Monday, May. 19, 1975

"Domestic Tranquility"

Richard Nixon swept into office on a platform of "law-and-order," capitalizing on the public's legitimate fears of crime. His emphasis, unfortunately, was always more on order than law, and such innovations as no-knock warrants became a real danger to any traditional idea of justice. But in a speech recently at the Yale Law School, President Ford said that he was shunning the law-and-order catch phrase for the war on crime and substituting instead a lofty, ringing theme for his Administration: to "insure domestic tranquility."
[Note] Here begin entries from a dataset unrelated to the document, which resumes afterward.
//! User service - Handles user-related business logic.
//!
//! Every operation runs in its own unit of work and settles it before
//! returning. Password hashes never leave this service.

use async_trait::async_trait;
use std::sync::Arc;
use tokio_util::task::TaskTracker;
use uuid::Uuid;

use crate::config::WELCOME_EMAIL_SUBJECT;
use crate::domain::{
    AdminBootstrap, CreateUser, NewUser, PasswordHasher, UpdateUser, User, UserChanges, UserRole,
};
use crate::errors::{AppError, AppResult};
use crate::infra::{settle, UnitOfWorkFactory};
use crate::jobs::{EmailJob, MessagingService, TemplateService};
use crate::types::{Paginated, Pagination};

#[cfg(any(test, feature = "test-utils"))]
use mockall::automock;

/// User service trait for dependency injection.
#[cfg_attr(any(test, feature = "test-utils"), automock)]
#[async_trait]
pub trait UserService: Send + Sync {
    /// Create an enabled, email-validated user
    async fn create(&self, input: CreateUser) -> AppResult<User>;

    /// List users; unpaginated requests come back as one full page
    async fn get_all(&self, pagination: Option<Pagination>) -> AppResult<Paginated<User>>;

    async fn get_by_id(&self, id: Uuid) -> AppResult<User>;

    async fn find_by_email(&self, email: &str) -> AppResult<User>;

    /// Apply a partial update
    async fn update_by_id(&self, id: Uuid, input: UpdateUser) -> AppResult<()>;

    /// Soft delete (disable) a user
    async fn delete(&self, id: Uuid) -> AppResult<()>;

    /// Create the configured administrator unless it already exists
    async fn create_initial_admin(&self, admin: &AdminBootstrap) -> AppResult<()>;
}

fn not_found(e: AppError) -> AppError {
    match e {
        AppError::NoRows => AppError::NotFound,
        other => other,
    }
}

fn normalize_name(name: &str) -> String {
    name.trim().to_uppercase()
}

/// Concrete implementation of UserService.
pub struct UserManager {
    factory: Arc<dyn UnitOfWorkFactory>,
    hasher: Arc<dyn PasswordHasher>,
    messaging: Option<Arc<dyn MessagingService>>,
    templates: Option<Arc<dyn TemplateService>>,
    tracker: TaskTracker,
}

impl UserManager {
    pub fn new(factory: Arc<dyn UnitOfWorkFactory>, hasher: Arc<dyn PasswordHasher>) -> Self {
        Self {
            factory,
            hasher,
            messaging: None,
            templates: None,
            tracker: TaskTracker::new(),
        }
    }

    /// Enable welcome emails. Both collaborators are needed; a missing
    /// one leaves the feature off.
    pub fn with_messaging(
        mut self,
        messaging: Option<Arc<dyn MessagingService>>,
        templates: Option<Arc<dyn TemplateService>>,
    ) -> Self {
        self.messaging = messaging;
        self.templates = templates;
        self
    }

    /// Tracker of in-flight email deliveries, drained on shutdown
    pub fn tracker(&self) -> TaskTracker {
        self.tracker.clone()
    }

    /// Fire-and-forget welcome email. Owns copies of everything it sends.
    fn send_welcome(&self, user: &User, password: &str) {
        let (Some(messaging), Some(templates)) = (&self.messaging, &self.templates) else {
            return;
        };

        let body = match templates.render_welcome_email(&user.name, password) {
            Ok(body) => body,
            Err(e) => {
                tracing::warn!(user_id = %user.id, "Welcome email not rendered: {}", e);
                return;
            }
        };

        let job = EmailJob::new(user.email.clone(), WELCOME_EMAIL_SUBJECT, body);
        self.tracker.spawn(job.run(Arc::clone(messaging)));
    }

    fn changes_from(&self, input: UpdateUser) -> AppResult<UserChanges> {
        let password = input
            .password
            .as_deref()
            .map(|plain| self.hasher.hash(plain))
            .transpose()?;

        let role = input
            .role
            .as_deref()
            .map(|r| r.trim().parse::<UserRole>())
            .transpose()?;

        Ok(UserChanges {
            name: input.name.as_deref().map(normalize_name),
            password,
            img: input.img,
            role,
            status: input.status,
            email_validated: input.email_validated,
        })
    }
}

#[async_trait]
impl UserService for UserManager {
    async fn create(&self, input: CreateUser) -> AppResult<User> {
        let role = UserRole::validate(input.role.as_deref())?;
        let password = input
            .password
            .as_deref()
            .map(|plain| self.hasher.hash(plain))
            .transpose()?;

        let new_user = NewUser {
            name: normalize_name(&input.name),
            email: input.email.trim().to_string(),
            password,
            img: None,
            role,
            status: true,
            email_validated: true,
        };

        let uow = self.factory.begin().await?;
        let outcome = async {
            match uow.users().find_by_email(&new_user.email).await {
                Ok(_) => return Err(AppError::conflict("User")),
                Err(AppError::NoRows) => {}
                Err(e) => return Err(e),
            }
            uow.users().create(new_user).await
        }
        .await;
        let user = settle(uow, outcome).await?;

        tracing::info!(user_id = %user.id, role = %user.role, "User created");

        self.send_welcome(&user, input.password.as_deref().unwrap_or_default());
        Ok(user.without_password())
    }

    async fn get_all(&self, pagination: Option<Pagination>) -> AppResult<Paginated<User>> {
        let uow = self.factory.begin().await?;
        let outcome = uow.users().get_all(pagination.clone()).await;
        let (users, total) = settle(uow, outcome).await?;

        let users: Vec<User> = users.into_iter().map(User::without_password).collect();

        Ok(match pagination {
            Some(p) => Paginated::new(users, p.page, p.limit, total),
            None => Paginated::full(users, total),
        })
    }

    async fn get_by_id(&self, id: Uuid) -> AppResult<User> {
        let uow = self.factory.begin().await?;
        let outcome = uow.users().get_by_id(id).await;
        let user = settle(uow, outcome).await.map_err(not_found)?;
        Ok(user.without_password())
    }

    async fn find_by_email(&self, email: &str) -> AppResult<User> {
        let uow = self.factory.begin().await?;
        let outcome = uow.users().find_by_email(email).await;
        let user = settle(uow, outcome).await.map_err(not_found)?;
        Ok(user.without_password())
    }

    async fn update_by_id(&self, id: Uuid, input: UpdateUser) -> AppResult<()> {
        let changes = self.changes_from(input)?;
        if changes.is_empty() {
            return Err(AppError::validation("At least one field is required to update"));
        }

        let uow = self.factory.begin().await?;
        let outcome = uow.users().update_by_id(id, changes).await;
        settle(uow, outcome).await.map_err(not_found)?;

        tracing::info!(user_id = %id, "User updated");
        Ok(())
    }

    async fn delete(&self, id: Uuid) -> AppResult<()> {
        let uow = self.factory.begin().await?;
        let outcome = uow.users().delete(id).await;
        settle(uow, outcome).await.map_err(not_found)?;

        tracing::info!(user_id = %id, "User disabled");
        Ok(())
    }

    async fn create_initial_admin(&self, admin: &AdminBootstrap) -> AppResult<()> {
        match self.find_by_email(&admin.email).await {
            Ok(_) => {
                tracing::debug!(email = %admin.email, "Initial admin already present");
                return Ok(());
            }
            Err(AppError::NotFound) => {}
            Err(e) => return Err(e),
        }

        let password = admin
            .password
            .as_deref()
            .filter(|p| !p.is_empty())
            .ok_or_else(|| AppError::config("ADMIN_PASSWORD is required to create the initial admin"))?;

        let new_user = NewUser {
            name: admin.name.clone(),
            email: admin.email.clone(),
            password: Some(self.hasher.hash(password)?),
            img: None,
            role: UserRole::Admin,
            status: true,
            email_validated: true,
        };

        let uow = self.factory.begin().await?;
        let outcome = uow.users().create(new_user).await;
        let user = settle(uow, outcome).await?;

        tracing::info!(user_id = %user.id, email = %user.email, "Initial admin created");
        Ok(())
    }
}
His source was the preamble to the Constitution of the U.S., and his aim was to bring reason rather than rhetoric to the discussion of crime. He called for speedy trials, for mandatory sentences in some cases of violent crime, for more humane treatment of convicts. The President returned to the old constitutional phrase, he said, because "I do not seek vindictive punishment of the criminal, but protection of the victim." Nor was crime, he noted, always committed on the street or in dark alleys. Alluding to the misdeeds of his predecessor, he said: "I have made it a matter of the highest priority to-restore to the Executive Branch decency, honesty and adherence to the law at all levels ... There is no way to inculcate in society the spirit of law if society's leaders are not scrupulously law-abiding."

Actually, the President's new/old phrase applies not only to crime, but also to other fevers disturbing the public psyche. Regardless of his performance in other areas, it is at least encouraging that he should try to reduce passions, lift the nation's spirit and seek answers to very real problems by beginning at the beginning, with the Constitution itself.